What to do ▸
Hunt through the lines below for the string "analytics" and copy each one that has it.

◆ ◆ ◆ ◆ ◆ ◆ ◆

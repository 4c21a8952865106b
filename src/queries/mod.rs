pub mod cart_queries;
pub mod equipment_queries;
pub mod favorite_queries;
pub mod order_queries;
pub mod price_history_queries;
pub mod profile_queries;
pub mod view_queries;
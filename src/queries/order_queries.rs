use sqlx::PgPool;

use crate::{error::Result, models::Order};

pub async fn find_all(pool: &PgPool) -> Result<Vec<Order>> {
    let orders = sqlx::query_as::<_, Order>("SELECT * FROM orders ORDER BY created_at DESC")
        .fetch_all(pool)
        .await?;

    Ok(orders)
}

pub async fn find_by_equipment(pool: &PgPool, equipment_id: i32) -> Result<Vec<Order>> {
    let orders = sqlx::query_as::<_, Order>(
        "SELECT * FROM orders WHERE equipment_id = $1 ORDER BY created_at DESC",
    )
    .bind(equipment_id)
    .fetch_all(pool)
    .await?;

    Ok(orders)
}
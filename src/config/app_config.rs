use crate::error::{AppError, Result};
use std::env;

#[derive(Debug, Clone)]
pub struct AppConfig {
    pub environment: Environment,
    pub server: ServerConfig,
    pub database: DatabaseConfig,
    pub cors: CorsConfig,
    pub session: SessionConfig,
    pub identity: IdentityConfig,
    pub storage: StorageConfig,
    pub client_url: String,
    pub backend_url: String,
}

#[derive(Debug, Clone, Copy, PartialEq, Eq)]
pub enum Environment {
    Development,
    Production,
}

impl Environment {
    pub fn parse(value: &str) -> Self {
        match value.trim().to_ascii_lowercase().as_str() {
            "production" | "prod" => Environment::Production,
            _ => Environment::Development,
        }
    }

    pub fn is_production(self) -> bool {
        self == Environment::Production
    }
}

#[derive(Debug, Clone)]
pub struct ServerConfig {
    pub host: String,
    pub port: u16,
    pub max_body_size: usize,
}

#[derive(Debug, Clone)]
pub struct DatabaseConfig {
    pub url: String,
    pub max_connections: u32,
}

#[derive(Debug, Clone)]
pub struct CorsConfig {
    pub allowed_origins: Vec<String>,
}

#[derive(Debug, Clone)]
pub struct SessionConfig {
    pub jwt_secret: String,
}

/// Managed auth service (GoTrue) endpoint and key.
#[derive(Debug, Clone)]
pub struct IdentityConfig {
    pub base_url: String,
    pub service_key: String,
}

/// S3-compatible bucket holding equipment images.
#[derive(Debug, Clone)]
pub struct StorageConfig {
    pub endpoint: String,
    pub public_base_url: String,
    pub bucket: String,
    pub region: String,
    pub access_key_id: String,
    pub secret_access_key: String,
}

impl AppConfig {
    pub fn from_env() -> Result<Self> {
        let supabase_url = required("SUPABASE_URL")?
            .trim_end_matches('/')
            .to_string();
        let client_url = env::var("CLIENT_URL")
            .unwrap_or_else(|_| "http://localhost:5173".to_string())
            .trim_end_matches('/')
            .to_string();
        let backend_url = env::var("BACKEND_URL")
            .unwrap_or_else(|_| "http://localhost:3000".to_string())
            .trim_end_matches('/')
            .to_string();

        Ok(Self {
            environment: Environment::parse(
                &env::var("APP_ENV").unwrap_or_else(|_| "development".to_string()),
            ),
            server: ServerConfig {
                host: env::var("HOST").unwrap_or_else(|_| "0.0.0.0".to_string()),
                port: env::var("PORT")
                    .unwrap_or_else(|_| "3000".to_string())
                    .parse()
                    .map_err(|_| AppError::ConfigError("Invalid PORT value".to_string()))?,
                max_body_size: env::var("MAX_BODY_SIZE")
                    .unwrap_or_else(|_| "10485760".to_string())
                    .parse()
                    .map_err(|_| {
                        AppError::ConfigError("Invalid MAX_BODY_SIZE value".to_string())
                    })?,
            },
            database: DatabaseConfig {
                url: required("DATABASE_URL")?,
                max_connections: env::var("DB_MAX_CONNECTIONS")
                    .unwrap_or_else(|_| "20".to_string())
                    .parse()
                    .map_err(|_| {
                        AppError::ConfigError("Invalid DB_MAX_CONNECTIONS value".to_string())
                    })?,
            },
            cors: CorsConfig {
                allowed_origins: split_origins(
                    &env::var("CORS_ORIGINS").unwrap_or_else(|_| client_url.clone()),
                ),
            },
            session: SessionConfig {
                jwt_secret: required("JWT_SECRET")?,
            },
            identity: IdentityConfig {
                base_url: supabase_url.clone(),
                service_key: required("SUPABASE_SERVICE_ROLE")?,
            },
            storage: StorageConfig {
                endpoint: env::var("STORAGE_ENDPOINT")
                    .unwrap_or_else(|_| format!("{}/storage/v1/s3", supabase_url)),
                public_base_url: format!("{}/storage/v1/object/public", supabase_url),
                bucket: env::var("STORAGE_BUCKET").unwrap_or_else(|_| "equipment".to_string()),
                region: env::var("STORAGE_REGION").unwrap_or_else(|_| "us-east-1".to_string()),
                access_key_id: required("STORAGE_ACCESS_KEY_ID")?,
                secret_access_key: required("STORAGE_SECRET_ACCESS_KEY")?,
            },
            client_url,
            backend_url,
        })
    }

    pub fn server_address(&self) -> String {
        format!("{}:{}", self.server.host, self.server.port)
    }
}

fn required(name: &str) -> Result<String> {
    env::var(name).map_err(|_| AppError::ConfigError(format!("{} not set", name)))
}

fn split_origins(raw: &str) -> Vec<String> {
    raw.split(',')
        .map(|s| s.trim().trim_end_matches('/').to_string())
        .filter(|s| !s.is_empty())
        .collect()
}
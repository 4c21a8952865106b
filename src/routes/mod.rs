mod admin;
mod analytics;
mod cart;
mod equipment;
mod favorites;
mod google_auth;
mod health;
mod login;
mod register;
mod session;

use axum::{
    Router,
    middleware::from_fn_with_state,
    routing::{get, post, put},
};

use crate::{
    AppState,
    middleware::{admin_middleware, auth_middleware},
};

pub fn create_router(state: &AppState) -> Router<AppState> {
    let public = Router::new()
        .route("/health", get(health::health_check))
        .route("/health/ready", get(health::readiness_check))
        .route("/auth/login", post(login::login_user))
        .route("/auth/register", post(register::register_user))
        .route("/auth/reset", post(register::reset_password))
        .route("/auth/google", get(google_auth::google_login))
        .route(
            "/auth/google/callback",
            get(google_auth::google_callback).post(google_auth::google_callback_json),
        )
        .route("/auth/check", get(session::check_auth))
        .route("/auth/logout", get(session::logout).post(session::logout))
        .route("/equipment", get(equipment::list_equipment))
        .route("/equipment/categories", get(equipment::list_categories))
        .route(
            "/equipment/category/{category}",
            get(equipment::list_by_category),
        )
        .route("/equipment/view", post(analytics::track_view))
        .route("/equipment/{id}", get(equipment::get_equipment))
        .route("/equipment/{id}/view", post(equipment::record_view))
        .route("/analytics/view", post(analytics::track_view));

    let admin = Router::new()
        .route("/equipment", post(admin::create_equipment))
        .route(
            "/equipment/{id}",
            put(admin::update_equipment).delete(admin::delete_equipment),
        )
        .route("/equipment/{id}/stats", get(admin::equipment_stats))
        .route("/analytics/dashboard", get(analytics::dashboard))
        .route_layer(from_fn_with_state(state.clone(), admin_middleware));

    let user = Router::new()
        .route("/user/favorites", get(favorites::list_favorites))
        .route(
            "/user/favorites/{id}",
            post(favorites::add_favorite).delete(favorites::remove_favorite),
        )
        .route("/user/favorites/{id}/check", get(favorites::check_favorite))
        .route("/user/cart", get(cart::get_cart).delete(cart::clear_cart))
        .route(
            "/user/cart/{id}",
            post(cart::add_to_cart)
                .put(cart::update_cart_item)
                .delete(cart::remove_from_cart),
        )
        .route_layer(from_fn_with_state(state.clone(), auth_middleware));

    public.merge(admin).merge(user)
}
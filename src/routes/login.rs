use axum::{
    Json,
    extract::State,
    response::{AppendHeaders, IntoResponse},
};
use http::{HeaderName, header::SET_COOKIE};

use crate::{
    AppState,
    error::{AppError, Result},
    models::{AuthResponse, LoginRequest},
    queries::profile_queries,
    services::profile_service,
    utils::{best_effort::BestEffort, jwt::SessionUser},
};

pub async fn login_user(
    State(state): State<AppState>,
    Json(payload): Json<LoginRequest>,
) -> Result<impl IntoResponse> {
    let email = payload.email.trim();
    if email.is_empty() || payload.password.is_empty() {
        return Err(AppError::BadRequest(
            "Email and password are required".to_string(),
        ));
    }

    let session = state
        .identity
        .sign_in_with_password(email, &payload.password)
        .await?;

    let profile = profile_queries::find_by_id(&state.db, session.user.id)
        .await
        .best_effort("profile lookup")
        .flatten();

    let user = profile_service::session_user(&session.user, profile.as_ref());
    tracing::info!("User {} logged in", user.id);

    signed_in(&state, user)
}

type SignedIn = (AppendHeaders<[(HeaderName, String); 1]>, Json<AuthResponse>);

/// Signs the session and returns the login payload with its cookie.
pub(super) fn signed_in(state: &AppState, user: SessionUser) -> Result<SignedIn> {
    let token = state.sessions.sign(&user)?;

    Ok((
        AppendHeaders([(SET_COOKIE, state.cookies.session_cookie(&token))]),
        Json(AuthResponse {
            message: "Logged in".to_string(),
            role: user.role,
            user,
        }),
    ))
}
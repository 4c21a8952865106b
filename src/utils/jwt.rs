use chrono::{Duration, Utc};
use jsonwebtoken::{Algorithm, DecodingKey, EncodingKey, Header, Validation, decode, encode};
use serde::{Deserialize, Serialize};

use crate::{
    error::{AppError, Result},
    models::UserRole,
};

const SESSION_LIFETIME_DAYS: i64 = 7;

#[derive(Debug, Serialize, Deserialize)]
pub struct Claims {
    pub sub: String,
    pub email: String,
    pub role: UserRole,
    #[serde(default, skip_serializing_if = "Option::is_none")]
    pub name: Option<String>,
    #[serde(default, skip_serializing_if = "Option::is_none")]
    pub avatar: Option<String>,
    pub iat: i64,
    pub exp: i64,
}

/// Identity carried by a verified session token.
#[derive(Debug, Clone, PartialEq, Serialize, Deserialize)]
pub struct SessionUser {
    pub id: String,
    pub email: String,
    pub role: UserRole,
    pub name: Option<String>,
    pub avatar: Option<String>,
}

impl SessionUser {
    pub fn is_admin(&self) -> bool {
        self.role == UserRole::Admin
    }
}

impl From<Claims> for SessionUser {
    fn from(claims: Claims) -> Self {
        Self {
            id: claims.sub,
            email: claims.email,
            role: claims.role,
            name: claims.name,
            avatar: claims.avatar,
        }
    }
}

/// Signs and verifies session tokens with the configured HS256 secret.
#[derive(Clone)]
pub struct SessionCodec {
    encoding: EncodingKey,
    decoding: DecodingKey,
    validation: Validation,
}

impl SessionCodec {
    pub fn new(secret: &str) -> Self {
        Self {
            encoding: EncodingKey::from_secret(secret.as_bytes()),
            decoding: DecodingKey::from_secret(secret.as_bytes()),
            validation: Validation::new(Algorithm::HS256),
        }
    }

    pub fn sign(&self, user: &SessionUser) -> Result<String> {
        self.sign_with_lifetime(user, Duration::days(SESSION_LIFETIME_DAYS))
    }

    fn sign_with_lifetime(&self, user: &SessionUser, lifetime: Duration) -> Result<String> {
        let now = Utc::now();
        let expiration = now
            .checked_add_signed(lifetime)
            .ok_or_else(|| AppError::InternalError("Failed to calculate expiration".to_string()))?
            .timestamp();

        let claims = Claims {
            sub: user.id.clone(),
            email: user.email.clone(),
            role: user.role,
            name: user.name.clone(),
            avatar: user.avatar.clone(),
            iat: now.timestamp(),
            exp: expiration,
        };

        encode(&Header::new(Algorithm::HS256), &claims, &self.encoding)
            .map_err(|e| AppError::InternalError(format!("Token generation failed: {}", e)))
    }

    /// Returns `None` for expired, tampered or malformed tokens.
    pub fn verify(&self, token: &str) -> Option<SessionUser> {
        match decode::<Claims>(token, &self.decoding, &self.validation) {
            Ok(data) => Some(data.claims.into()),
            Err(e) => {
                tracing::debug!("Session token rejected: {}", e);
                None
            }
        }
    }
}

◆ ◆ ◆ ◆ ◆ ◆ ◆

Response ▸
mod analytics;
        .route("/equipment/view", post(analytics::track_view))
        .route("/analytics/view", post(analytics::track_view));
        .route("/analytics/dashboard", get(analytics::dashboard))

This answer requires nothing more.